ERA5-Land uses as input to control the simulated land fields ERA5 atmospheric variables, such as air temperature and air humidity. This is called the atmospheric forcing. Without the constraint of the atmospheric forcing, the model-based estimates can rapidly deviate from reality. Therefore, while observations are not directly used in the production of ERA5-Land, they have an indirect influence through the atmospheric forcing used to run the simulation. In addition, the input air temperature, air humidity and pressure used to run ERA5-Land are corrected to account for the altitude difference between the grid of the forcing and the higher resolution grid of ERA5-Land. This correction is called 'lapse rate correction'.

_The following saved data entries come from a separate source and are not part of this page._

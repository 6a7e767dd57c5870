//! Order-preserving byte encoding of primitives.
//!
//! Every encoding is self-delimiting, so fields can be concatenated and the
//! concatenation still sorts like the tuple of fields. Descending output is
//! the bytewise complement of ascending output.
//!
//! ## Layout
//!
//! - Bytes and strings: payload with `0x00 → 0x00 0xFF` and
//!   `0xFF → 0xFF 0x00`, terminated by the separator `0x00 0x01`.
//! - Numbers: one length byte followed by the significant bytes of the
//!   ordered IEEE 754 bit pattern.
//! - Infinity: `0xFF 0xFF`, greater than every other encoding.

use crate::error::{CodecError, CodecResult};

const ESCAPE1: u8 = 0x00;
const NULL_BYTE: u8 = 0xff;
const SEPARATOR: u8 = 0x01;

const ESCAPE2: u8 = 0xff;
const INFINITY: u8 = 0xff;
const FF_BYTE: u8 = 0x00;

const SIGN_BIT: u64 = 1 << 63;

/// Maps a double onto a `u64` whose unsigned order matches numeric order.
#[must_use]
pub fn ordered_bits(value: f64) -> u64 {
    let bits = value.to_bits();
    if bits & SIGN_BIT != 0 {
        !bits
    } else {
        bits ^ SIGN_BIT
    }
}

/// Inverse of [`ordered_bits`].
#[must_use]
pub fn from_ordered_bits(ordered: u64) -> f64 {
    if ordered & SIGN_BIT != 0 {
        f64::from_bits(ordered ^ SIGN_BIT)
    } else {
        f64::from_bits(!ordered)
    }
}

fn significant_len(value: u64) -> usize {
    (64 - value.leading_zeros() as usize).div_ceil(8)
}

/// Appends order-preserving encodings to a growable buffer.
#[derive(Debug, Clone, Default)]
pub struct OrderedCodeWriter {
    buffer: Vec<u8>,
}

impl OrderedCodeWriter {
    /// Creates an empty writer.
    #[must_use]
    pub fn new() -> Self {
        Self::default()
    }

    /// Writes bytes in ascending order, followed by a separator.
    pub fn write_bytes_ascending(&mut self, value: &[u8]) {
        for &b in value {
            self.write_byte_ascending(b);
        }
        self.write_separator_ascending();
    }

    /// Writes bytes in descending order, followed by a separator.
    pub fn write_bytes_descending(&mut self, value: &[u8]) {
        for &b in value {
            self.write_byte_descending(b);
        }
        self.write_separator_descending();
    }

    /// Writes a string's UTF-8 bytes in ascending order.
    pub fn write_utf8_ascending(&mut self, value: &str) {
        self.write_bytes_ascending(value.as_bytes());
    }

    /// Writes a string's UTF-8 bytes in descending order.
    pub fn write_utf8_descending(&mut self, value: &str) {
        self.write_bytes_descending(value.as_bytes());
    }

    /// Writes a double in ascending order.
    #[allow(clippy::cast_possible_truncation)]
    pub fn write_number_ascending(&mut self, value: f64) {
        let bits = ordered_bits(value);
        let len = significant_len(bits);
        self.buffer.push(len as u8);
        self.buffer
            .extend_from_slice(&bits.to_be_bytes()[8 - len..]);
    }

    /// Writes a double in descending order.
    #[allow(clippy::cast_possible_truncation)]
    pub fn write_number_descending(&mut self, value: f64) {
        let bits = ordered_bits(value);
        let len = significant_len(bits);
        self.buffer.push(!(len as u8));
        self.buffer
            .extend(bits.to_be_bytes()[8 - len..].iter().map(|b| !b));
    }

    /// Writes a marker that sorts after every other ascending encoding.
    pub fn write_infinity_ascending(&mut self) {
        self.buffer.push(ESCAPE2);
        self.buffer.push(INFINITY);
    }

    /// Writes a marker that sorts before every other descending encoding.
    pub fn write_infinity_descending(&mut self) {
        self.buffer.push(!ESCAPE2);
        self.buffer.push(!INFINITY);
    }

    /// Replaces the buffer contents with previously encoded bytes.
    pub fn seed(&mut self, encoded: &[u8]) {
        self.buffer.clear();
        self.buffer.extend_from_slice(encoded);
    }

    /// Clears the buffer, keeping its allocation.
    pub fn reset(&mut self) {
        self.buffer.clear();
    }

    /// Returns the bytes written so far.
    #[must_use]
    pub fn encoded_bytes(&self) -> &[u8] {
        &self.buffer
    }

    /// Consumes the writer, returning its buffer.
    #[must_use]
    pub fn into_bytes(self) -> Vec<u8> {
        self.buffer
    }

    fn write_byte_ascending(&mut self, b: u8) {
        match b {
            ESCAPE1 => self.buffer.extend_from_slice(&[ESCAPE1, NULL_BYTE]),
            ESCAPE2 => self.buffer.extend_from_slice(&[ESCAPE2, FF_BYTE]),
            _ => self.buffer.push(b),
        }
    }

    fn write_byte_descending(&mut self, b: u8) {
        match b {
            ESCAPE1 => self.buffer.extend_from_slice(&[!ESCAPE1, !NULL_BYTE]),
            ESCAPE2 => self.buffer.extend_from_slice(&[!ESCAPE2, !FF_BYTE]),
            _ => self.buffer.push(!b),
        }
    }

    fn write_separator_ascending(&mut self) {
        self.buffer.extend_from_slice(&[ESCAPE1, SEPARATOR]);
    }

    fn write_separator_descending(&mut self) {
        self.buffer.extend_from_slice(&[!ESCAPE1, !SEPARATOR]);
    }
}

/// Reads fields written by [`OrderedCodeWriter`].
///
/// Each read consumes exactly one field. Malformed or truncated input yields
/// an error and leaves the reader position unspecified.
#[derive(Debug, Clone)]
pub struct OrderedCodeReader<'a> {
    bytes: &'a [u8],
    pos: usize,
}

impl<'a> OrderedCodeReader<'a> {
    /// Creates a reader over encoded bytes.
    #[must_use]
    pub fn new(bytes: &'a [u8]) -> Self {
        Self { bytes, pos: 0 }
    }

    /// Returns the current offset.
    #[must_use]
    pub fn position(&self) -> usize {
        self.pos
    }

    /// Returns true when all input has been consumed.
    #[must_use]
    pub fn is_empty(&self) -> bool {
        self.pos >= self.bytes.len()
    }

    /// Reads an ascending byte field.
    pub fn read_bytes_ascending(&mut self) -> CodecResult<Vec<u8>> {
        self.read_escaped(false)
    }

    /// Reads a descending byte field.
    pub fn read_bytes_descending(&mut self) -> CodecResult<Vec<u8>> {
        self.read_escaped(true)
    }

    /// Reads an ascending string field.
    pub fn read_utf8_ascending(&mut self) -> CodecResult<String> {
        String::from_utf8(self.read_bytes_ascending()?).map_err(|_| CodecError::InvalidUtf8)
    }

    /// Reads a descending string field.
    pub fn read_utf8_descending(&mut self) -> CodecResult<String> {
        String::from_utf8(self.read_bytes_descending()?).map_err(|_| CodecError::InvalidUtf8)
    }

    /// Reads an ascending number field.
    pub fn read_number_ascending(&mut self) -> CodecResult<f64> {
        self.read_number(false)
    }

    /// Reads a descending number field.
    pub fn read_number_descending(&mut self) -> CodecResult<f64> {
        self.read_number(true)
    }

    /// Consumes an ascending infinity marker if one is next.
    pub fn read_infinity_ascending(&mut self) -> bool {
        self.read_marker([ESCAPE2, INFINITY])
    }

    /// Consumes a descending infinity marker if one is next.
    pub fn read_infinity_descending(&mut self) -> bool {
        self.read_marker([!ESCAPE2, !INFINITY])
    }

    fn read_marker(&mut self, marker: [u8; 2]) -> bool {
        if self.bytes.get(self.pos..self.pos + 2) == Some(&marker[..]) {
            self.pos += 2;
            true
        } else {
            false
        }
    }

    fn next_byte(&mut self, descending: bool) -> CodecResult<u8> {
        let b = *self
            .bytes
            .get(self.pos)
            .ok_or(CodecError::UnexpectedEof { offset: self.pos })?;
        self.pos += 1;
        Ok(if descending { !b } else { b })
    }

    fn read_escaped(&mut self, descending: bool) -> CodecResult<Vec<u8>> {
        let mut out = Vec::new();
        loop {
            let offset = self.pos;
            let b = self.next_byte(descending)?;
            match b {
                ESCAPE1 => match self.next_byte(descending)? {
                    NULL_BYTE => out.push(0x00),
                    SEPARATOR => return Ok(out),
                    second => {
                        return Err(CodecError::InvalidEscape {
                            first: b,
                            second,
                            offset,
                        })
                    }
                },
                ESCAPE2 => match self.next_byte(descending)? {
                    FF_BYTE => out.push(0xff),
                    second => {
                        return Err(CodecError::InvalidEscape {
                            first: b,
                            second,
                            offset,
                        })
                    }
                },
                _ => out.push(b),
            }
        }
    }

    fn read_number(&mut self, descending: bool) -> CodecResult<f64> {
        let offset = self.pos;
        let len = usize::from(self.next_byte(descending)?);
        if len > 8 {
            return Err(CodecError::InvalidNumberLength {
                length: len,
                offset,
            });
        }
        let mut ordered = 0u64;
        for _ in 0..len {
            ordered = (ordered << 8) | u64::from(self.next_byte(descending)?);
        }
        Ok(from_ordered_bits(ordered))
    }
}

The ERA5-Land dataset, as any other simulation, provides estimates which have some degree of uncertainty. Numerical models can only provide a more or less accurate representation of the real physical processes governing different components of the Earth System. In general, the uncertainty of model estimates grows as we go back in time, because the number of observations available to create a good quality atmospheric forcing is lower. ERA5-land parameter fields can currently be used in combination with the uncertainty of the equivalent ERA5 fields.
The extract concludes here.